## PROBLEM DESCRIPTION
Begin with the line containing "if let Some(member)" and end with the last line of the data below; return those lines exactly, and only those.

## INPUT
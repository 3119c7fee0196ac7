//! Delivery, acknowledgment and redelivery for one subscription.

use std::collections::HashSet;

use rill_client::{Delivery, RecordId, Responder};
use tokio::time::Instant;
use tracing::{debug, trace};

use crate::state::{Outstanding, StreamLog, SubState};

/// Where the next candidate delivery comes from.
#[derive(Debug, Clone, Copy)]
enum Source {
    Redelivery(usize),
    Waiting(usize),
    Log,
}

/// Keys found blocked during one dispatch pass, and how far each queue has
/// been scanned. Blocked keys stay blocked for the rest of the pass, so
/// queue entries before the scan positions need not be looked at again.
#[derive(Debug, Default)]
struct Pass {
    blocked: HashSet<String>,
    redelivery: usize,
    waiting: usize,
}

impl Pass {
    fn is_blocked(&self, log: &StreamLog, position: usize) -> bool {
        log.records
            .get(position)
            .is_some_and(|received| self.blocked.contains(received.record.key()))
    }
}

impl SubState {
    /// Hands out as many deliveries as member capacity allows.
    ///
    /// Redeliveries are served first, then records held back on an earlier
    /// pass, then new records. When the owner of a record's key is at
    /// capacity, that record and every later record of the key are held
    /// back while other keys keep flowing. The pass ends once every member
    /// is at capacity or nothing is left to offer.
    pub fn dispatch(&mut self, log: &StreamLog, max_outstanding: usize, deadline: Instant) {
        let mut pass = Pass::default();
        while self
            .members
            .iter()
            .any(|member| member.outstanding < max_outstanding)
        {
            let Some((source, id, position)) = self.next_candidate(log, &mut pass) else {
                break;
            };
            let Some(received) = log.records.get(position) else {
                self.take(source);
                continue;
            };

            let key = received.record.key();
            let slot = self.owner_for(key);
            if self.members[slot].outstanding >= max_outstanding {
                trace!(subscription = %self.info.id, key, "owner at capacity, holding key back");
                pass.blocked.insert(key.to_string());
                self.hold(source, id, position, &mut pass);
                continue;
            }
            self.take(source);

            let attempt = self.attempts.get(&id).copied().unwrap_or(0) + 1;
            let delivery = Delivery {
                record: received.clone(),
                attempt,
                responder: Responder::new(id, self.sink.clone()),
            };
            let member = &mut self.members[slot];
            if member.tx.send(delivery).is_err() {
                let member_id = member.id;
                self.redelivery.push_front((id, position));
                self.remove_member(member_id);
                // Keys changed owners; rescan from the start.
                pass = Pass::default();
                continue;
            }

            member.outstanding += 1;
            trace!(
                subscription = %self.info.id,
                consumer = %member.name,
                record_id = %id,
                attempt,
                "delivered"
            );
            let member_id = member.id;
            self.attempts.insert(id, attempt);
            self.ledger.insert(
                id,
                Outstanding {
                    member: member_id,
                    position,
                    deadline,
                },
            );
        }
    }

    fn next_candidate(
        &mut self,
        log: &StreamLog,
        pass: &mut Pass,
    ) -> Option<(Source, RecordId, usize)> {
        while let Some(&(id, position)) = self.redelivery.get(pass.redelivery) {
            if self.acked.contains(&id) {
                self.redelivery.remove(pass.redelivery);
            } else if pass.is_blocked(log, position) {
                pass.redelivery += 1;
            } else {
                return Some((Source::Redelivery(pass.redelivery), id, position));
            }
        }
        while let Some(&(id, position)) = self.waiting.get(pass.waiting) {
            if self.acked.contains(&id) {
                self.waiting.remove(pass.waiting);
            } else if pass.is_blocked(log, position) {
                pass.waiting += 1;
            } else {
                return Some((Source::Waiting(pass.waiting), id, position));
            }
        }
        while let Some(received) = log.records.get(self.cursor) {
            if !pass.blocked.contains(received.record.key()) {
                return Some((Source::Log, received.id, self.cursor));
            }
            self.waiting.push_back((received.id, self.cursor));
            self.cursor += 1;
        }
        None
    }

    /// Removes a candidate that is being delivered or dropped.
    fn take(&mut self, source: Source) {
        match source {
            Source::Redelivery(index) => {
                self.redelivery.remove(index);
            }
            Source::Waiting(index) => {
                self.waiting.remove(index);
            }
            Source::Log => self.cursor += 1,
        }
    }

    /// Leaves a blocked candidate queued for a later pass.
    fn hold(&mut self, source: Source, id: RecordId, position: usize, pass: &mut Pass) {
        match source {
            Source::Redelivery(index) => pass.redelivery = index + 1,
            Source::Waiting(index) => pass.waiting = index + 1,
            Source::Log => {
                self.waiting.push_back((id, position));
                self.cursor += 1;
            }
        }
    }

    /// Requeues deliveries whose ack timeout has passed.
    pub fn expire(&mut self, now: Instant) {
        for (id, entry) in self.ledger.take_expired(now) {
            debug!(subscription = %self.info.id, record_id = %id, "ack timeout, redelivering");
            self.release_slot(entry.member);
            self.redelivery.push_back((id, entry.position));
        }
    }

    /// Finalizes a delivery. Returns false if it was already acked.
    pub fn ack(&mut self, id: RecordId) -> bool {
        if !self.acked.insert(id) {
            return false;
        }
        if let Some(entry) = self.ledger.remove(&id) {
            self.release_slot(entry.member);
        }
        self.redelivery.retain(|(queued, _)| *queued != id);
        true
    }

    /// Refuses a delivery so it is offered again.
    pub fn nack(&mut self, id: RecordId) {
        if self.acked.contains(&id) {
            return;
        }
        if let Some(entry) = self.ledger.remove(&id) {
            self.release_slot(entry.member);
            self.redelivery.push_back((id, entry.position));
        }
    }

    /// Detaches a member, releasing its keys and outstanding deliveries.
    pub fn remove_member(&mut self, member_id: u64) {
        let Some(slot) = self.members.iter().position(|member| member.id == member_id) else {
            return;
        };
        let member = self.members.remove(slot);
        self.owners.retain(|_, owner| *owner != member_id);
        for (id, entry) in self.ledger.take_member(member_id) {
            self.redelivery.push_back((id, entry.position));
        }
        debug!(subscription = %self.info.id, consumer = %member.name, "consumer detached");
    }

    fn owner_for(&mut self, key: &str) -> usize {
        if let Some(owner) = self.owners.get(key) {
            if let Some(slot) = self.members.iter().position(|member| member.id == *owner) {
                return slot;
            }
        }
        let slot = self.next_owner % self.members.len();
        self.next_owner = self.next_owner.wrapping_add(1);
        self.owners.insert(key.to_string(), self.members[slot].id);
        slot
    }

    fn release_slot(&mut self, member_id: u64) {
        if let Some(member) = self.members.iter_mut().find(|member| member.id == member_id) {
            member.outstanding = member.outstanding.saturating_sub(1);
        }
    }
}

## RESULT OF THIS TASK
        if let Some(member) = self.members.iter_mut().find(|member| member.id == member_id) {
            member.outstanding = member.outstanding.saturating_sub(1);
        }
    }
}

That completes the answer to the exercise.